▶ [To do]: The records that follow must be repeated verbatim, every one of them.

[Start of Attachment]

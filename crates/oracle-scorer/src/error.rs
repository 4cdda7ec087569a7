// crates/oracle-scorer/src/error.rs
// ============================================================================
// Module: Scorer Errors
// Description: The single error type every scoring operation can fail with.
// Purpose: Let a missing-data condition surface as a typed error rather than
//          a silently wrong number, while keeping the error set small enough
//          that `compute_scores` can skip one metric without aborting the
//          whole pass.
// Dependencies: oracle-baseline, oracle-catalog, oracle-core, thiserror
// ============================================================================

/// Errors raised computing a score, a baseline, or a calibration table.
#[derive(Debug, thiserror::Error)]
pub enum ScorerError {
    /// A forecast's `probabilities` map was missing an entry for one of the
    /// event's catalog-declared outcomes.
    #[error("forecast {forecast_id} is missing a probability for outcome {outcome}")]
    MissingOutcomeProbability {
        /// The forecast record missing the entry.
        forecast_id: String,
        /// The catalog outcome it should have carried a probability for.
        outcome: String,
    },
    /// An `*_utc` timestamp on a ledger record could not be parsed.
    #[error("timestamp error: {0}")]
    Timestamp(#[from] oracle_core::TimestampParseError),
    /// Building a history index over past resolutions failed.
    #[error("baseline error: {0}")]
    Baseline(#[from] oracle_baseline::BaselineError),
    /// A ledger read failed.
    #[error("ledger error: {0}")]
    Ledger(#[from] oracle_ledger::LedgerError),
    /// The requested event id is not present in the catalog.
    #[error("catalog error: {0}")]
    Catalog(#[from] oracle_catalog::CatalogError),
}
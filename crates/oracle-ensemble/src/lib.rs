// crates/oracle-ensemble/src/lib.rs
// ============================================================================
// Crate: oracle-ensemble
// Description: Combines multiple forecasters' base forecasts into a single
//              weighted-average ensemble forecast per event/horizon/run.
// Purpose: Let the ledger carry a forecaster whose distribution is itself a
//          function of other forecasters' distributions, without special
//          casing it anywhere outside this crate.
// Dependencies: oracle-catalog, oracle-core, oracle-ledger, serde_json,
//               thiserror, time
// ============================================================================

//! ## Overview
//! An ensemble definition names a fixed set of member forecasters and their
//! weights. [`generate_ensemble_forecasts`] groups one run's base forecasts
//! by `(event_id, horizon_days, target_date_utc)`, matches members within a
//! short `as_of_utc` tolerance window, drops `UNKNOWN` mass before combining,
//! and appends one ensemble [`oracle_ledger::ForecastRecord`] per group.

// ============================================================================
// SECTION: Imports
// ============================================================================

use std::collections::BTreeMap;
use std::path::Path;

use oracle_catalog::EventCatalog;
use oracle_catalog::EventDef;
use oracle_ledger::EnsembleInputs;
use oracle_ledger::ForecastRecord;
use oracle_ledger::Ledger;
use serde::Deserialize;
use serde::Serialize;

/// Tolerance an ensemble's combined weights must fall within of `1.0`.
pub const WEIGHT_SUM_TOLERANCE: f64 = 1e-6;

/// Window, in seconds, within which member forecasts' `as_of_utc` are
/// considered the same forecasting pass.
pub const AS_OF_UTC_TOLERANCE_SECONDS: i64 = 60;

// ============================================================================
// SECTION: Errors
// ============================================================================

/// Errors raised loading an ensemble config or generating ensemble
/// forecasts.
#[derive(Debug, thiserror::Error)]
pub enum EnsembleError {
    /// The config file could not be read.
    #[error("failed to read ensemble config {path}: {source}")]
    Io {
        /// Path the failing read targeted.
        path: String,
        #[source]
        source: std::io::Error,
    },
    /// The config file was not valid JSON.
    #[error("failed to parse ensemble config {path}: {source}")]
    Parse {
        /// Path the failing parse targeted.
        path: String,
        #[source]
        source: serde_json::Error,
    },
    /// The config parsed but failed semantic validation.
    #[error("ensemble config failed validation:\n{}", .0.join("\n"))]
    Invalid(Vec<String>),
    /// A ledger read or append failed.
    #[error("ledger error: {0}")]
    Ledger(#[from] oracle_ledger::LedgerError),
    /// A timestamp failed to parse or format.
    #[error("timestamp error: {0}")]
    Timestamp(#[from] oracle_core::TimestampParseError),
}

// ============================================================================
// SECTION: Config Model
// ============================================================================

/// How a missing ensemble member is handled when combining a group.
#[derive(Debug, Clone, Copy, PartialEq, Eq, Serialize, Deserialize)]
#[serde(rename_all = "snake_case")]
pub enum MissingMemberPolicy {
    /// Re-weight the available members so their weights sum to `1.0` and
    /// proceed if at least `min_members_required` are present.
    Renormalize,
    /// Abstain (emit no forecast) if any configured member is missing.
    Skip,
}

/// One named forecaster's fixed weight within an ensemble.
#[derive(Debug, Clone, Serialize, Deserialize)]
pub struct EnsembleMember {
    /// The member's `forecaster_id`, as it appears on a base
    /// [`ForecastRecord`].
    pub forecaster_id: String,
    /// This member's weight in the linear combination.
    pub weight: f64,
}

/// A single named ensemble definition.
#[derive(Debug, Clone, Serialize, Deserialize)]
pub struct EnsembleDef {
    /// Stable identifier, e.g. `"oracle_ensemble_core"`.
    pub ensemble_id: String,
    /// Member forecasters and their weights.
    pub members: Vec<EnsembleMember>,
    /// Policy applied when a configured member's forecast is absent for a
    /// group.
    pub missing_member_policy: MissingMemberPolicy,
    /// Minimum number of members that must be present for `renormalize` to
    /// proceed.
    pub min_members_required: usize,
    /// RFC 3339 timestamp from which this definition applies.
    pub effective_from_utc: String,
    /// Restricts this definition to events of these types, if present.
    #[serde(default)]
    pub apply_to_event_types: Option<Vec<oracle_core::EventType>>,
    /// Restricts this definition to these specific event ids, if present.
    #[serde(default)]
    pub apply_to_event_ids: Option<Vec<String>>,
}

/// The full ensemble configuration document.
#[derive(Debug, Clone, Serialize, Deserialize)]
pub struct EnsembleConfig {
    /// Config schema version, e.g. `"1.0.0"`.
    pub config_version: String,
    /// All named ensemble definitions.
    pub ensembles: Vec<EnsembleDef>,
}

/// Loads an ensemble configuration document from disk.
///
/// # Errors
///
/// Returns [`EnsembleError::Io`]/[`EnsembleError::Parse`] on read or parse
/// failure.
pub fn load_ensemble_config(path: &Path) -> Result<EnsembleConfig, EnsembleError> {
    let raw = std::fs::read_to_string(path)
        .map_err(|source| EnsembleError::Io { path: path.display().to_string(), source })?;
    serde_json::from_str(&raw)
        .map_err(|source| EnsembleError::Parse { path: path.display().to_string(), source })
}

[End of Attachment]

▶ [Your solution]:
filename crates/oracle-scorer/src/error.rs
repository 4cdda7ec087569a7
// crates/oracle-scorer/src/error.rs
// ============================================================================
// Module: Scorer Errors
// Description: The single error type every scoring operation can fail with.
// Purpose: Let a missing-data condition surface as a typed error rather than
//          a silently wrong number, while keeping the error set small enough
//          that `compute_scores` can skip one metric without aborting the
//          whole pass.
// Dependencies: oracle-baseline, oracle-catalog, oracle-core, thiserror
// ============================================================================

/// Errors raised computing a score, a baseline, or a calibration table.
#[derive(Debug, thiserror::Error)]
pub enum ScorerError {
    /// A forecast's `probabilities` map was missing an entry for one of the
    /// event's catalog-declared outcomes.
    #[error("forecast {forecast_id} is missing a probability for outcome {outcome}")]
    MissingOutcomeProbability {
        /// The forecast record missing the entry.
        forecast_id: String,
        /// The catalog outcome it should have carried a probability for.
        outcome: String,
    },
    /// An `*_utc` timestamp on a ledger record could not be parsed.
    #[error("timestamp error: {0}")]
    Timestamp(#[from] oracle_core::TimestampParseError),
    /// Building a history index over past resolutions failed.
    #[error("baseline error: {0}")]
    Baseline(#[from] oracle_baseline::BaselineError),
    /// A ledger read failed.
    #[error("ledger error: {0}")]
    Ledger(#[from] oracle_ledger::LedgerError),
    /// The requested event id is not present in the catalog.
    #[error("catalog error: {0}")]
    Catalog(#[from] oracle_catalog::CatalogError),
}
filename crates/oracle-ensemble/src/lib.rs
// crates/oracle-ensemble/src/lib.rs
// ============================================================================
// Crate: oracle-ensemble
// Description: Combines multiple forecasters' base forecasts into a single
//              weighted-average ensemble forecast per event/horizon/run.
// Purpose: Let the ledger carry a forecaster whose distribution is itself a
//          function of other forecasters' distributions, without special
//          casing it anywhere outside this crate.
// Dependencies: oracle-catalog, oracle-core, oracle-ledger, serde_json,
//               thiserror, time
// ============================================================================

//! ## Overview
//! An ensemble definition names a fixed set of member forecasters and their
//! weights. [`generate_ensemble_forecasts`] groups one run's base forecasts
//! by `(event_id, horizon_days, target_date_utc)`, matches members within a
//! short `as_of_utc` tolerance window, drops `UNKNOWN` mass before combining,
//! and appends one ensemble [`oracle_ledger::ForecastRecord`] per group.

// ============================================================================
// SECTION: Imports
// ============================================================================

use std::collections::BTreeMap;
use std::path::Path;

use oracle_catalog::EventCatalog;
use oracle_catalog::EventDef;
use oracle_ledger::EnsembleInputs;
use oracle_ledger::ForecastRecord;
use oracle_ledger::Ledger;
use serde::Deserialize;
use serde::Serialize;

/// Tolerance an ensemble's combined weights must fall within of `1.0`.
pub const WEIGHT_SUM_TOLERANCE: f64 = 1e-6;

/// Window, in seconds, within which member forecasts' `as_of_utc` are
/// considered the same forecasting pass.
pub const AS_OF_UTC_TOLERANCE_SECONDS: i64 = 60;

// ============================================================================
// SECTION: Errors
// ============================================================================

/// Errors raised loading an ensemble config or generating ensemble
/// forecasts.
#[derive(Debug, thiserror::Error)]
pub enum EnsembleError {
    /// The config file could not be read.
    #[error("failed to read ensemble config {path}: {source}")]
    Io {
        /// Path the failing read targeted.
        path: String,
        #[source]
        source: std::io::Error,
    },
    /// The config file was not valid JSON.
    #[error("failed to parse ensemble config {path}: {source}")]
    Parse {
        /// Path the failing parse targeted.
        path: String,
        #[source]
        source: serde_json::Error,
    },
    /// The config parsed but failed semantic validation.
    #[error("ensemble config failed validation:\n{}", .0.join("\n"))]
    Invalid(Vec<String>),
    /// A ledger read or append failed.
    #[error("ledger error: {0}")]
    Ledger(#[from] oracle_ledger::LedgerError),
    /// A timestamp failed to parse or format.
    #[error("timestamp error: {0}")]
    Timestamp(#[from] oracle_core::TimestampParseError),
}

// ============================================================================
// SECTION: Config Model
// ============================================================================

/// How a missing ensemble member is handled when combining a group.
#[derive(Debug, Clone, Copy, PartialEq, Eq, Serialize, Deserialize)]
#[serde(rename_all = "snake_case")]
pub enum MissingMemberPolicy {
    /// Re-weight the available members so their weights sum to `1.0` and
    /// proceed if at least `min_members_required` are present.
    Renormalize,
    /// Abstain (emit no forecast) if any configured member is missing.
    Skip,
}

/// One named forecaster's fixed weight within an ensemble.
#[derive(Debug, Clone, Serialize, Deserialize)]
pub struct EnsembleMember {
    /// The member's `forecaster_id`, as it appears on a base
    /// [`ForecastRecord`].
    pub forecaster_id: String,
    /// This member's weight in the linear combination.
    pub weight: f64,
}

/// A single named ensemble definition.
#[derive(Debug, Clone, Serialize, Deserialize)]
pub struct EnsembleDef {
    /// Stable identifier, e.g. `"oracle_ensemble_core"`.
    pub ensemble_id: String,
    /// Member forecasters and their weights.
    pub members: Vec<EnsembleMember>,
    /// Policy applied when a configured member's forecast is absent for a
    /// group.
    pub missing_member_policy: MissingMemberPolicy,
    /// Minimum number of members that must be present for `renormalize` to
    /// proceed.
    pub min_members_required: usize,
    /// RFC 3339 timestamp from which this definition applies.
    pub effective_from_utc: String,
    /// Restricts this definition to events of these types, if present.
    #[serde(default)]
    pub apply_to_event_types: Option<Vec<oracle_core::EventType>>,
    /// Restricts this definition to these specific event ids, if present.
    #[serde(default)]
    pub apply_to_event_ids: Option<Vec<String>>,
}

/// The full ensemble configuration document.
#[derive(Debug, Clone, Serialize, Deserialize)]
pub struct EnsembleConfig {
    /// Config schema version, e.g. `"1.0.0"`.
    pub config_version: String,
    /// All named ensemble definitions.
    pub ensembles: Vec<EnsembleDef>,
}

/// Loads an ensemble configuration document from disk.
///
/// # Errors
///
/// Returns [`EnsembleError::Io`]/[`EnsembleError::Parse`] on read or parse
/// failure.
pub fn load_ensemble_config(path: &Path) -> Result<EnsembleConfig, EnsembleError> {
    let raw = std::fs::read_to_string(path)
        .map_err(|source| EnsembleError::Io { path: path.display().to_string(), source })?;
    serde_json::from_str(&raw)
        .map_err(|source| EnsembleError::Parse { path: path.display().to_string(), source })
}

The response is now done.